* _Task description_: Each line below with the string "trait" should be copied.

* _Material provided_:
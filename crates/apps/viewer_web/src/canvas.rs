//! 2d canvas contexts as globe layer targets; the browser does the filling.

use foundation::math::Vec2;
use layers::{DrawContext, FillStyle, LayerRole, LayerTargets, PathSink, StrokeStyle};
use wasm_bindgen::JsValue;
use web_sys::CanvasRenderingContext2d;

pub(crate) struct CanvasLayer {
    role: LayerRole,
    ctx: CanvasRenderingContext2d,
    width: f64,
    height: f64,
}

impl CanvasLayer {
    pub(crate) fn new(
        role: LayerRole,
        ctx: CanvasRenderingContext2d,
        width: u32,
        height: u32,
    ) -> Self {
        Self {
            role,
            ctx,
            width: f64::from(width),
            height: f64::from(height),
        }
    }
}

impl PathSink for CanvasLayer {
    fn move_to(&mut self, p: Vec2) {
        self.ctx.move_to(p.x, p.y);
    }

    fn line_to(&mut self, p: Vec2) {
        self.ctx.line_to(p.x, p.y);
    }

    fn close_path(&mut self) {
        self.ctx.close_path();
    }
}

impl DrawContext for CanvasLayer {
    fn begin_path(&mut self) {
        self.ctx.begin_path();
    }

    // Canvas fill() defaults to the nonzero rule.
    fn fill(&mut self, style: &FillStyle) {
        ctx_set_style(&self.ctx, "fillStyle", &style.color.to_css());
        self.ctx.fill();
    }

    fn stroke(&mut self, style: &StrokeStyle) {
        ctx_set_style(&self.ctx, "strokeStyle", &style.color.to_css());
        self.ctx.set_line_width(style.width);
        self.ctx.stroke();
    }

    fn clear(&mut self) {
        self.ctx.clear_rect(0.0, 0.0, self.width, self.height);
        self.ctx.begin_path();
    }
}

/// The stacked canvases of one mounted globe, bottom to top.
pub(crate) struct CanvasLayers {
    layers: Vec<CanvasLayer>,
}

impl CanvasLayers {
    pub(crate) fn new(layers: Vec<CanvasLayer>) -> Self {
        Self { layers }
    }
}

impl LayerTargets for CanvasLayers {
    type Context = CanvasLayer;

    fn context(&mut self, role: LayerRole) -> Option<&mut CanvasLayer> {
        self.layers.iter_mut().find(|l| l.role == role)
    }
}

fn ctx_set_style(ctx: &CanvasRenderingContext2d, key: &str, value: &str) {
    let _ = js_sys::Reflect::set(
        ctx.as_ref(),
        &JsValue::from_str(key),
        &JsValue::from_str(value),
    );
}
pub mod projection;
pub mod spherical;
pub mod vec;

pub use projection::*;
pub use spherical::*;
pub use vec::*;
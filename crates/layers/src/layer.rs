use foundation::math::Vec2;
use vello_cpu::kurbo::BezPath;

use crate::path::{DrawContext, PathSink};
use crate::raster::{Rasterizer, Surface};
use crate::symbology::{FillStyle, StrokeStyle};

#[derive(Debug, Copy, Clone, PartialEq, Eq, Hash)]
pub struct LayerId(pub u64);

pub trait Layer {
    fn id(&self) -> LayerId;
}

/// Position of a layer in the globe stack, bottom to top.
#[derive(Debug, Copy, Clone, PartialEq, Eq, Hash)]
pub enum LayerRole {
    Base,
    Shadow,
    Foreground,
    /// Any layer past the third.
    Overlay,
}

impl LayerRole {
    pub fn for_index(index: usize) -> Self {
        match index {
            0 => LayerRole::Base,
            1 => LayerRole::Shadow,
            2 => LayerRole::Foreground,
            _ => LayerRole::Overlay,
        }
    }

    pub fn name(self) -> &'static str {
        match self {
            LayerRole::Base => "base",
            LayerRole::Shadow => "shadow",
            LayerRole::Foreground => "foreground",
            LayerRole::Overlay => "overlay",
        }
    }
}

/// Surface-level visual effect, applied when the stack is flattened rather
/// than per shape.
#[derive(Debug, Copy, Clone, PartialEq)]
pub enum Effect {
    None,
    Blur { radius: f32 },
}

/// Drawing context of one layer: its pixels plus the path under construction.
#[derive(Debug)]
pub struct LayerContext {
    raster: Rasterizer,
    path: BezPath,
}

impl LayerContext {
    pub fn new(width: u32, height: u32) -> Self {
        Self {
            raster: Rasterizer::new(width, height),
            path: BezPath::new(),
        }
    }

    pub fn path(&self) -> &BezPath {
        &self.path
    }

    pub fn surface(&self) -> &Surface {
        self.raster.surface()
    }
}

impl DrawContext for LayerContext {
    fn begin_path(&mut self) {
        self.path = BezPath::new();
    }

    fn fill(&mut self, style: &FillStyle) {
        self.raster.fill_path(&self.path, style);
    }

    fn stroke(&mut self, style: &StrokeStyle) {
        self.raster.stroke_path(&self.path, style);
    }

    /// Clears both the pixels and the pending path.
    fn clear(&mut self) {
        self.raster.clear();
        self.path = BezPath::new();
    }
}

impl PathSink for LayerContext {
    fn move_to(&mut self, p: Vec2) {
        PathSink::move_to(&mut self.path, p);
    }

    fn line_to(&mut self, p: Vec2) {
        PathSink::line_to(&mut self.path, p);
    }

    fn close_path(&mut self) {
        PathSink::close_path(&mut self.path);
    }
}

/// Hands out one drawing context per layer role.
pub trait LayerTargets {
    type Context: DrawContext;

    fn context(&mut self, role: LayerRole) -> Option<&mut Self::Context>;
}

#[derive(Debug)]
pub struct RasterLayer {
    id: LayerId,
    pub role: LayerRole,
    pub effect: Effect,
    context: LayerContext,
}

impl RasterLayer {
    pub fn new(id: u64, role: LayerRole, width: u32, height: u32) -> Self {
        Self {
            id: LayerId(id),
            role,
            effect: Effect::None,
            context: LayerContext::new(width, height),
        }
    }

    pub fn context(&self) -> &LayerContext {
        &self.context
    }

    pub fn context_mut(&mut self) -> &mut LayerContext {
        &mut self.context
    }

    pub fn surface(&self) -> &Surface {
        self.context.surface()
    }

    /// The surface as it appears on screen, with the layer effect applied.
    pub fn rendered(&self) -> Surface {
        match self.effect {
            Effect::None => self.surface().clone(),
            Effect::Blur { radius } => self.surface().blurred(radius),
        }
    }
}

impl Layer for RasterLayer {
    fn id(&self) -> LayerId {
        self.id
    }
}

/// Equal-size layers in paint order; later layers draw over earlier ones.
#[derive(Debug)]
pub struct LayerStack {
    width: u32,
    height: u32,
    layers: Vec<RasterLayer>,
}

impl LayerStack {
    /// Creates `n` transparent layers. The shadow layer (index 1) gets a blur
    /// of `shadow_blur` pixels.
    pub fn create_layers(n: usize, width: u32, height: u32, shadow_blur: f32) -> Self {
        let layers = (0..n)
            .map(|index| {
                let role = LayerRole::for_index(index);
                let mut layer = RasterLayer::new(index as u64, role, width, height);
                if role == LayerRole::Shadow && shadow_blur > 0.0 {
                    layer.effect = Effect::Blur {
                        radius: shadow_blur,
                    };
                }
                layer
            })
            .collect();
        Self {
            width,
            height,
            layers,
        }
    }

    pub fn width(&self) -> u32 {
        self.width
    }

    pub fn height(&self) -> u32 {
        self.height
    }

    pub fn len(&self) -> usize {
        self.layers.len()
    }

    pub fn is_empty(&self) -> bool {
        self.layers.is_empty()
    }

    pub fn layer(&self, id: LayerId) -> Option<&RasterLayer> {
        self.layers.iter().find(|l| l.id() == id)
    }

    pub fn layer_mut(&mut self, id: LayerId) -> Option<&mut RasterLayer> {
        self.layers.iter_mut().find(|l| l.id() == id)
    }

    pub fn by_role(&self, role: LayerRole) -> Option<&RasterLayer> {
        self.layers.iter().find(|l| l.role == role)
    }

    pub fn by_role_mut(&mut self, role: LayerRole) -> Option<&mut RasterLayer> {
        self.layers.iter_mut().find(|l| l.role == role)
    }

    /// Resets a layer to fully transparent. Returns false for unknown ids.
    pub fn clear(&mut self, id: LayerId) -> bool {
        match self.layer_mut(id) {
            Some(layer) => {
                layer.context_mut().clear();
                true
            }
            None => false,
        }
    }

    pub fn iter(&self) -> impl Iterator<Item = &RasterLayer> {
        self.layers.iter()
    }

    /// Flattens all layers back to front onto a transparent surface.
    pub fn composite(&self) -> Surface {
        let mut out = Surface::new(self.width, self.height);
        for layer in &self.layers {
            out.draw_surface(&layer.rendered());
        }
        out
    }
}

impl LayerTargets for LayerStack {
    type Context = LayerContext;

    fn context(&mut self, role: LayerRole) -> Option<&mut LayerContext> {
        self.by_role_mut(role).map(RasterLayer::context_mut)
    }
}
use std::io::Write;
use std::net::{SocketAddr, TcpStream};
use std::sync::atomic::{AtomicBool, Ordering};
use std::sync::Mutex;

use taskd_protocol::{ReplySink, Response};

/// The Connection Multiplexer's half of a [`ReplySink`]: the only way the
/// Supervisor thread can write a reply is through this handle, and the only
/// thread allowed to close the underlying socket is this module's reader
/// loop (`run_reader`) — never the Supervisor.
pub struct ConnectionHandle {
    addr: SocketAddr,
    writer: Mutex<TcpStream>,
    closed: AtomicBool,
}

impl ConnectionHandle {
    pub fn new(addr: SocketAddr, writer: TcpStream) -> Self {
        ConnectionHandle {
            addr,
            writer: Mutex::new(writer),
            closed: AtomicBool::new(false),
        }
    }

    pub fn is_closed(&self) -> bool {
        self.closed.load(Ordering::Acquire)
    }

    /// Marks the connection closed and shuts down the socket so the reader
    /// loop's blocking `read` unblocks. Idempotent.
    pub fn close(&self) {
        if self.closed.swap(true, Ordering::AcqRel) {
            return;
        }
        if let Ok(stream) = self.writer.lock() {
            let _ = stream.shutdown(std::net::Shutdown::Both);
        }
    }
}

impl ReplySink for ConnectionHandle {
    fn reply(&self, response: Response) {
        if self.is_closed() {
            return;
        }
        let line = format!("{}\n", response.to_line());
        let write_result = {
            let mut stream = self.writer.lock().expect("connection writer mutex poisoned");
            stream.write_all(line.as_bytes())
        };
        if let Err(err) = write_result {
            tracing::debug!(addr = %self.addr, error = %err, "reply write failed, closing connection");
            self.close();
        }
    }
}
use crate::reason::ErrorReason;

/// A parsed client request, or an `Invalid` marker carrying the reason the
/// line was rejected. Invalid lines still produce a `Command` (never a parse
/// error the caller has to propagate) so the reader loop never desynchronizes.
#[derive(Debug, Clone, PartialEq, Eq)]
pub enum Command {
    Activate(String),
    Deactivate(u32),
    Shutdown,
    Invalid(ErrorReason),
}

/// Parses one line (without its trailing `\n`; a trailing `\r` is tolerated
/// and stripped here).
///
/// `max_id` bounds the `DEACTIVATE` argument (`[0, max_id]`, i.e. `MAX_TASKS`).
/// The grammar is byte-oriented, never UTF-8: any byte outside printable
/// ASCII (`0x20..=0x7E`) anywhere on the line is rejected as `BadToken`
/// before any tokenizing happens, so binary fuzzing can't desynchronize the
/// tokenizer or panic on invalid UTF-8.
pub fn parse_line(raw: &[u8], max_id: u32) -> Command {
    let line = strip_trailing_cr(raw);

    if line.iter().any(|&b| !(0x20..=0x7E).contains(&b)) {
        return Command::Invalid(ErrorReason::BadToken);
    }

    // Safe: every byte was just verified to be in 0x20..=0x7E, a subset of
    // valid single-byte UTF-8.
    let text = std::str::from_utf8(line).expect("line was validated as printable ASCII");
    let mut tokens = text.split_whitespace();

    let verb = match tokens.next() {
        Some(v) => v,
        None => return Command::Invalid(ErrorReason::BadCmd),
    };

    match verb {
        "ACTIVATE" | "a" => parse_activate(tokens),
        "DEACTIVATE" | "d" => parse_deactivate(tokens, max_id),
        "SHUTDOWN" | "s" => parse_shutdown(tokens),
        _ => Command::Invalid(ErrorReason::BadCmd),
    }
}

fn parse_activate<'a>(mut tokens: impl Iterator<Item = &'a str>) -> Command {
    let arg = tokens.next();
    if tokens.next().is_some() {
        return Command::Invalid(ErrorReason::Trailing);
    }
    match arg {
        Some(name) if is_valid_token(name) => Command::Activate(name.to_string()),
        _ => Command::Invalid(ErrorReason::BadToken),
    }
}

fn parse_deactivate<'a>(mut tokens: impl Iterator<Item = &'a str>, max_id: u32) -> Command {
    let arg = tokens.next();
    if tokens.next().is_some() {
        return Command::Invalid(ErrorReason::Trailing);
    }
    match arg.and_then(|a| a.parse::<i64>().ok()) {
        Some(id) if (0..=max_id as i64).contains(&id) => Command::Deactivate(id as u32),
        _ => Command::Invalid(ErrorReason::BadId),
    }
}

fn parse_shutdown<'a>(mut tokens: impl Iterator<Item = &'a str>) -> Command {
    if tokens.next().is_some() {
        return Command::Invalid(ErrorReason::Trailing);
    }
    Command::Shutdown
}

fn is_valid_token(s: &str) -> bool {
    (1..=32).contains(&s.len()) && s.bytes().all(|b| b.is_ascii_alphanumeric() || b == b'_')
}

fn strip_trailing_cr(line: &[u8]) -> &[u8] {
    match line.last() {
        Some(b'\r') => &line[..line.len() - 1],
        _ => line,
    }
}

#[cfg(test)]
mod tests {
    use super::*;

    #[test]
    fn activates_known_shaped_name() {
        assert_eq!(
            parse_line(b"ACTIVATE t1", 20),
            Command::Activate("t1".to_string())
        );
    }

    #[test]
    fn abbreviated_verbs_are_accepted() {
        assert_eq!(parse_line(b"a t1", 20), Command::Activate("t1".to_string()));
        assert_eq!(parse_line(b"d 3", 20), Command::Deactivate(3));
        assert_eq!(parse_line(b"s", 20), Command::Shutdown);
    }

    #[test]
    fn trailing_cr_is_tolerated() {
        assert_eq!(
            parse_line(b"ACTIVATE t1\r", 20),
            Command::Activate("t1".to_string())
        );
    }

    #[test]
    fn unknown_verb_is_bad_cmd() {
        assert_eq!(
            parse_line(b"GARBAGE_DATA", 20),
            Command::Invalid(ErrorReason::BadCmd)
        );
    }

    #[test]
    fn empty_line_is_bad_cmd() {
        assert_eq!(parse_line(b"", 20), Command::Invalid(ErrorReason::BadCmd));
    }

    #[test]
    fn deactivate_requires_id_in_range() {
        assert_eq!(parse_line(b"DEACTIVATE 999999999999", 20), Command::Invalid(ErrorReason::BadId));
        assert_eq!(parse_line(b"DEACTIVATE -1", 20), Command::Invalid(ErrorReason::BadId));
        assert_eq!(parse_line(b"DEACTIVATE abc", 20), Command::Invalid(ErrorReason::BadId));
        assert_eq!(parse_line(b"DEACTIVATE 21", 20), Command::Invalid(ErrorReason::BadId));
        assert_eq!(parse_line(b"DEACTIVATE 20", 20), Command::Deactivate(20));
    }

    #[test]
    fn trailing_garbage_after_argument_is_rejected() {
        assert_eq!(
            parse_line(b"ACTIVATE t1 extra", 20),
            Command::Invalid(ErrorReason::Trailing)
        );
        assert_eq!(
            parse_line(b"SHUTDOWN now", 20),
            Command::Invalid(ErrorReason::Trailing)
        );
    }

    #[test]
    fn binary_bytes_are_bad_token() {
        assert_eq!(
            parse_line(b"\x00\xFF ACTIVATE t1", 20),
            Command::Invalid(ErrorReason::BadToken)
        );
    }

    #[test]
    fn oversized_or_malformed_activate_argument_is_bad_token() {
        assert_eq!(
            parse_line(b"ACTIVATE not-a-valid-token-because-hyphen", 20),
            Command::Invalid(ErrorReason::BadToken)
        );
        assert_eq!(parse_line(b"ACTIVATE", 20), Command::Invalid(ErrorReason::BadToken));
    }

    proptest::proptest! {
        #[test]
        fn parser_never_panics_on_arbitrary_bytes(bytes in proptest::collection::vec(proptest::prelude::any::<u8>(), 0..256)) {
            let _ = parse_line(&bytes, 20);
        }
    }
}
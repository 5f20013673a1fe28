//! Line grammar, response formatting, and the bounded event queue that
//! carries parsed commands from the Connection Multiplexer to the
//! Supervisor.

mod command;
mod event;
mod reason;
mod response;

pub use command::{parse_line, Command};
pub use event::{bounded, Event, EventReceiver, EventSender, QueueFull, ReplySink};
pub use reason::ErrorReason;
pub use response::Response;
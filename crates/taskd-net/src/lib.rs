//! The Connection Multiplexer (§4.G): accepts TCP connections, frames lines,
//! hands parsed commands to the Event Queue, and writes replies back.
//!
//! One OS thread per accepted connection, one acceptor thread (the caller of
//! [`serve`]). No connection thread ever touches another connection's state;
//! the only shared data is the event queue's producer handle and the
//! live-connection counter used to enforce `MAX_CLIENTS`.

mod connection;
mod framing;

use std::io::Read;
use std::net::{TcpListener, TcpStream};
use std::sync::atomic::{AtomicBool, AtomicUsize, Ordering};
use std::sync::Arc;
use std::thread;
use std::time::{Duration, Instant};

use taskd_protocol::{parse_line, ErrorReason, Event, EventSender, QueueFull, Response};

pub use connection::ConnectionHandle;
pub use framing::{LineFramer, LineTooLong};

/// How often the accept loop polls the shutdown flag between `accept()`
/// attempts on a non-blocking listener.
const ACCEPT_POLL_INTERVAL: Duration = Duration::from_millis(50);

/// Bytes read per `TcpStream::read` call while framing lines.
const READ_CHUNK: usize = 4096;

/// How long [`serve`] waits for in-flight connection readers to exit once
/// the listening socket stops accepting, before giving up on the stragglers
/// and returning anyway.
const SHUTDOWN_GRACE: Duration = Duration::from_secs(2);

#[derive(Debug, Clone)]
pub struct NetConfig {
    /// Maximum bytes a single line may contain before its terminator (§4.G,
    /// `LINE_MAX`, must be `>= 4096`).
    pub line_max: usize,
    /// Maximum concurrent accepted connections (§4.G, `MAX_CLIENTS`, must be
    /// `>= 50`).
    pub max_clients: usize,
    /// Upper bound for a `DEACTIVATE` argument, i.e. `MAX_TASKS`.
    pub max_id: u32,
}

/// Runs the accept loop on an already-bound `listener` until `shutdown` is
/// set, dispatching one reader thread per accepted connection. Blocks the
/// calling thread; callers that want this to run alongside the Supervisor
/// should spawn it on its own thread.
pub fn serve(
    listener: TcpListener,
    sender: EventSender,
    shutdown: Arc<AtomicBool>,
    config: NetConfig,
) -> std::io::Result<()> {
    listener.set_nonblocking(true)?;
    let live = Arc::new(AtomicUsize::new(0));
    let mut readers = Vec::new();

    while !shutdown.load(Ordering::SeqCst) {
        match listener.accept() {
            Ok((stream, addr)) => {
                if live.load(Ordering::SeqCst) >= config.max_clients {
                    tracing::warn!(%addr, "MAX_CLIENTS reached, refusing connection");
                    drop(stream);
                    continue;
                }
                live.fetch_add(1, Ordering::SeqCst);
                let sender = sender.clone();
                let live_for_thread = Arc::clone(&live);
                let config = config.clone();
                let handle = thread::Builder::new()
                    .name(format!("taskd-conn-{addr}"))
                    .spawn(move || {
                        run_reader(stream, addr, sender, &config);
                        live_for_thread.fetch_sub(1, Ordering::SeqCst);
                    })
                    .expect("failed to spawn connection reader thread");
                readers.retain(|h: &thread::JoinHandle<()>| !h.is_finished());
                readers.push(handle);
            }
            Err(err) if err.kind() == std::io::ErrorKind::WouldBlock => {
                thread::sleep(ACCEPT_POLL_INTERVAL);
            }
            Err(err) => return Err(err),
        }
    }

    drop(listener);
    drain_readers(readers);
    Ok(())
}

fn drain_readers(readers: Vec<thread::JoinHandle<()>>) {
    let deadline = Instant::now() + SHUTDOWN_GRACE;
    for handle in readers {
        while !handle.is_finished() && Instant::now() < deadline {
            thread::sleep(Duration::from_millis(10));
        }
        if handle.is_finished() {
            let _ = handle.join();
        }
        // Else: the reader outlived the grace period (almost certainly
        // blocked in a read on a peer that never closes). It's left to exit
        // on its own when the process terminates rather than held up.
    }
}

fn run_reader(
    mut stream: TcpStream,
    addr: std::net::SocketAddr,
    sender: EventSender,
    config: &NetConfig,
) {
    let writer = match stream.try_clone() {
        Ok(w) => w,
        Err(err) => {
            tracing::debug!(%addr, error = %err, "failed to clone connection for replies");
            return;
        }
    };
    let conn = Arc::new(ConnectionHandle::new(addr, writer));
    let mut framer = LineFramer::new(config.line_max);
    let mut chunk = [0u8; READ_CHUNK];

    loop {
        if conn.is_closed() {
            break;
        }
        let n = match stream.read(&mut chunk) {
            Ok(0) => break,
            Ok(n) => n,
            Err(err) => {
                tracing::debug!(%addr, error = %err, "connection read failed");
                break;
            }
        };

        match framer.feed(&chunk[..n]) {
            Ok(lines) => {
                for line in lines {
                    dispatch_line(&line, &conn, &sender, config.max_id);
                }
            }
            Err(LineTooLong) => {
                conn.reply(Response::Err(ErrorReason::LineTooLong));
                conn.close();
                break;
            }
        }
    }

    conn.close();
}

fn dispatch_line(line: &[u8], conn: &Arc<ConnectionHandle>, sender: &EventSender, max_id: u32) {
    let cmd = parse_line(line, max_id);
    let event = Event {
        conn: conn.clone(),
        cmd,
    };
    if let Err(QueueFull(_event)) = sender.try_send(event) {
        conn.reply(Response::Err(ErrorReason::QueueFull));
    }
}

* _Result_:
pub trait Layer {
pub trait LayerTargets {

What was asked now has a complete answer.